Collected data:
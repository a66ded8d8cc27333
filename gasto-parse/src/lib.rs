//! Rule-based extraction of structured expense candidates from free text and
//! bank push notifications.
//!
//! Two pipelines share the ordered-pattern style but not vocabulary:
//! [`SmartInputParser`] grades user-typed text with a confidence level, and
//! [`BankNotificationParser`] lifts transactions out of allowlisted banking
//! notifications. Everything here is pure and synchronous.

pub mod amount;
pub mod entity;
pub mod notification;
pub mod sanitize;
pub mod smart_input;

pub use amount::extract_amount;
pub use entity::{match_card, match_user};
pub use notification::{
    BankNotificationParser, ParsedNotification, DEFAULT_BANKING_APPS, UNKNOWN_ESTABLISHMENT,
};
pub use sanitize::{sanitize, FALLBACK_DESCRIPTION};
pub use smart_input::{Confidence, ParsedInput, SmartInputParser};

### Task objective:
Extract all of the data above without altering anything.

### Expected output:
repository a66ded8d8cc27333
filename gasto-parse/src/lib.rs
//! Rule-based extraction of structured expense candidates from free text and
//! bank push notifications.
//!
//! Two pipelines share the ordered-pattern style but not vocabulary:
//! [`SmartInputParser`] grades user-typed text with a confidence level, and
//! [`BankNotificationParser`] lifts transactions out of allowlisted banking
//! notifications. Everything here is pure and synchronous.

pub mod amount;
pub mod entity;
pub mod notification;
pub mod sanitize;
pub mod smart_input;

pub use amount::extract_amount;
pub use entity::{match_card, match_user};
pub use notification::{
    BankNotificationParser, ParsedNotification, DEFAULT_BANKING_APPS, UNKNOWN_ESTABLISHMENT,
};
pub use sanitize::{sanitize, FALLBACK_DESCRIPTION};
pub use smart_input::{Confidence, ParsedInput, SmartInputParser};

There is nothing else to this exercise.